▸ SUPPLIED ENTRIES
###

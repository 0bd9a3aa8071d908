use std::path::PathBuf;

use jmodel_model::{LookupEnvironment, Printer};
use pretty_assertions::assert_eq;
use tempfile::TempDir;

const A: &str = "package r;\n\npublic class A {\n    public int a;\n}\n";
const A_WITH_B: &str = "package r;\n\npublic class A {\n    public int a;\n    public int b;\n}\n";

struct Project {
    _tmp: TempDir,
    pkg: PathBuf,
    env: LookupEnvironment,
}

fn project() -> Project {
    let tmp = TempDir::new().unwrap();
    let pkg = tmp.path().join("r");
    std::fs::create_dir_all(&pkg).unwrap();
    std::fs::write(pkg.join("A.java"), A).unwrap();
    std::fs::write(pkg.join("B.java"), "package r;\n\npublic class B {}\n").unwrap();
    let env = LookupEnvironment::builder()
        .source_root(tmp.path())
        .build()
        .unwrap();
    Project { _tmp: tmp, pkg, env }
}

fn field_names(env: &LookupEnvironment, name: &str) -> Vec<String> {
    env.find_type(name)
        .unwrap()
        .fields()
        .iter()
        .map(|field| field.name().to_string())
        .collect()
}

#[test]
fn replacement_text_applies_at_reload() {
    let Project { _tmp, pkg, env } = project();
    let before = env.find_type("r.A").unwrap();
    let printed = Printer::new().print_type(&before);

    env.set_source_text(pkg.join("A.java"), A_WITH_B);
    assert_eq!(field_names(&env, "r.A"), vec!["a"]);
    assert!(!before.is_stale());

    env.reload().unwrap();
    assert_eq!(env.generation(), 1);
    assert_eq!(field_names(&env, "r.A"), vec!["a", "b"]);

    let after = env.find_type("r.A").unwrap();
    assert_eq!(before, after);
    assert!(before.is_stale());
    assert!(!after.is_stale());

    // The old node keeps answering from the generation it was built in.
    assert_eq!(before.fields().len(), 1);
    assert_eq!(Printer::new().print_type(&before), printed);
    assert!(before.fields()[0].is_stale());
}

#[test]
fn removed_files_disappear_until_reverted() {
    let Project { _tmp, pkg, env } = project();
    assert!(env.exists("r.B"));

    let path = pkg.join("B.java");
    env.remove_source_text(&path);
    env.reload().unwrap();
    assert!(env.find_type("r.B").is_none());
    assert!(env.compilation_unit(&path).is_none());

    env.revert_source_text(&path);
    env.reload().unwrap();
    assert!(env.find_type("r.B").is_some());
}

#[test]
fn disk_changes_are_picked_up() {
    let Project { _tmp, pkg, env } = project();
    std::fs::write(pkg.join("A.java"), A_WITH_B).unwrap();
    std::fs::write(
        pkg.join("C.java"),
        "package r;\n\npublic interface C {}\n",
    )
    .unwrap();

    assert!(!env.exists("r.C"));
    env.reload().unwrap();
    assert_eq!(field_names(&env, "r.A"), vec!["a", "b"]);
    assert!(env.find_type("r.C").unwrap().is_interface());
    assert_eq!(env.type_names(), vec!["r.A", "r.B", "r.C"]);
}

#[test]
fn reload_without_changes_keeps_output() {
    let Project { _tmp, env, .. } = project();
    let unit_text = |env: &LookupEnvironment| {
        env.compilation_units()
            .iter()
            .map(|unit| Printer::new().print_unit(unit))
            .collect::<Vec<_>>()
    };
    let first = unit_text(&env);
    env.reload().unwrap();
    env.reload().unwrap();
    assert_eq!(env.generation(), 2);
    assert_eq!(unit_text(&env), first);
}

#[test]
fn in_memory_sources_can_be_added_later() {
    let env = LookupEnvironment::builder().build().unwrap();
    assert!(!env.exists("m.Late"));
    env.set_source_text("/mem/m/Late.java", "package m;\npublic record Late(int when) {}\n");
    env.reload().unwrap();

    let late = env.find_type("m.Late").unwrap();
    assert_eq!(late.field("when").unwrap().field_type().unwrap().name(), "int");
    let accessors = late.methods_named("when");
    assert_eq!(accessors.len(), 1);
    assert_eq!(late.constructors()[0].parameters()[0].name(), "when");
}

#[test]
fn missing_source_root_is_an_error() {
    let tmp = TempDir::new().unwrap();
    let err = LookupEnvironment::builder()
        .source_root(tmp.path().join("nope"))
        .build()
        .unwrap_err();
    assert!(err.to_string().contains("does not exist"), "{err}");
}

###

▸ TASK STATEMENT
Retype the listing exactly. Leave nothing out.

▸ TASK RESPONSE
repository 0bd9a3aa8071d908
use std::path::PathBuf;

use jmodel_model::{LookupEnvironment, Printer};
use pretty_assertions::assert_eq;
use tempfile::TempDir;

const A: &str = "package r;\n\npublic class A {\n    public int a;\n}\n";
const A_WITH_B: &str = "package r;\n\npublic class A {\n    public int a;\n    public int b;\n}\n";

struct Project {
    _tmp: TempDir,
    pkg: PathBuf,
    env: LookupEnvironment,
}

fn project() -> Project {
    let tmp = TempDir::new().unwrap();
    let pkg = tmp.path().join("r");
    std::fs::create_dir_all(&pkg).unwrap();
    std::fs::write(pkg.join("A.java"), A).unwrap();
    std::fs::write(pkg.join("B.java"), "package r;\n\npublic class B {}\n").unwrap();
    let env = LookupEnvironment::builder()
        .source_root(tmp.path())
        .build()
        .unwrap();
    Project { _tmp: tmp, pkg, env }
}

fn field_names(env: &LookupEnvironment, name: &str) -> Vec<String> {
    env.find_type(name)
        .unwrap()
        .fields()
        .iter()
        .map(|field| field.name().to_string())
        .collect()
}

#[test]
fn replacement_text_applies_at_reload() {
    let Project { _tmp, pkg, env } = project();
    let before = env.find_type("r.A").unwrap();
    let printed = Printer::new().print_type(&before);

    env.set_source_text(pkg.join("A.java"), A_WITH_B);
    assert_eq!(field_names(&env, "r.A"), vec!["a"]);
    assert!(!before.is_stale());

    env.reload().unwrap();
    assert_eq!(env.generation(), 1);
    assert_eq!(field_names(&env, "r.A"), vec!["a", "b"]);

    let after = env.find_type("r.A").unwrap();
    assert_eq!(before, after);
    assert!(before.is_stale());
    assert!(!after.is_stale());

    // The old node keeps answering from the generation it was built in.
    assert_eq!(before.fields().len(), 1);
    assert_eq!(Printer::new().print_type(&before), printed);
    assert!(before.fields()[0].is_stale());
}

#[test]
fn removed_files_disappear_until_reverted() {
    let Project { _tmp, pkg, env } = project();
    assert!(env.exists("r.B"));

    let path = pkg.join("B.java");
    env.remove_source_text(&path);
    env.reload().unwrap();
    assert!(env.find_type("r.B").is_none());
    assert!(env.compilation_unit(&path).is_none());

    env.revert_source_text(&path);
    env.reload().unwrap();
    assert!(env.find_type("r.B").is_some());
}

#[test]
fn disk_changes_are_picked_up() {
    let Project { _tmp, pkg, env } = project();
    std::fs::write(pkg.join("A.java"), A_WITH_B).unwrap();
    std::fs::write(
        pkg.join("C.java"),
        "package r;\n\npublic interface C {}\n",
    )
    .unwrap();

    assert!(!env.exists("r.C"));
    env.reload().unwrap();
    assert_eq!(field_names(&env, "r.A"), vec!["a", "b"]);
    assert!(env.find_type("r.C").unwrap().is_interface());
    assert_eq!(env.type_names(), vec!["r.A", "r.B", "r.C"]);
}

#[test]
fn reload_without_changes_keeps_output() {
    let Project { _tmp, env, .. } = project();
    let unit_text = |env: &LookupEnvironment| {
        env.compilation_units()
            .iter()
            .map(|unit| Printer::new().print_unit(unit))
            .collect::<Vec<_>>()
    };
    let first = unit_text(&env);
    env.reload().unwrap();
    env.reload().unwrap();
    assert_eq!(env.generation(), 2);
    assert_eq!(unit_text(&env), first);
}

#[test]
fn in_memory_sources_can_be_added_later() {
    let env = LookupEnvironment::builder().build().unwrap();
    assert!(!env.exists("m.Late"));
    env.set_source_text("/mem/m/Late.java", "package m;\npublic record Late(int when) {}\n");
    env.reload().unwrap();

    let late = env.find_type("m.Late").unwrap();
    assert_eq!(late.field("when").unwrap().field_type().unwrap().name(), "int");
    let accessors = late.methods_named("when");
    assert_eq!(accessors.len(), 1);
    assert_eq!(late.constructors()[0].parameters()[0].name(), "when");
}

#[test]
fn missing_source_root_is_an_error() {
    let tmp = TempDir::new().unwrap();
    let err = LookupEnvironment::builder()
        .source_root(tmp.path().join("nope"))
        .build()
        .unwrap_err();
    assert!(err.to_string().contains("does not exist"), "{err}");
}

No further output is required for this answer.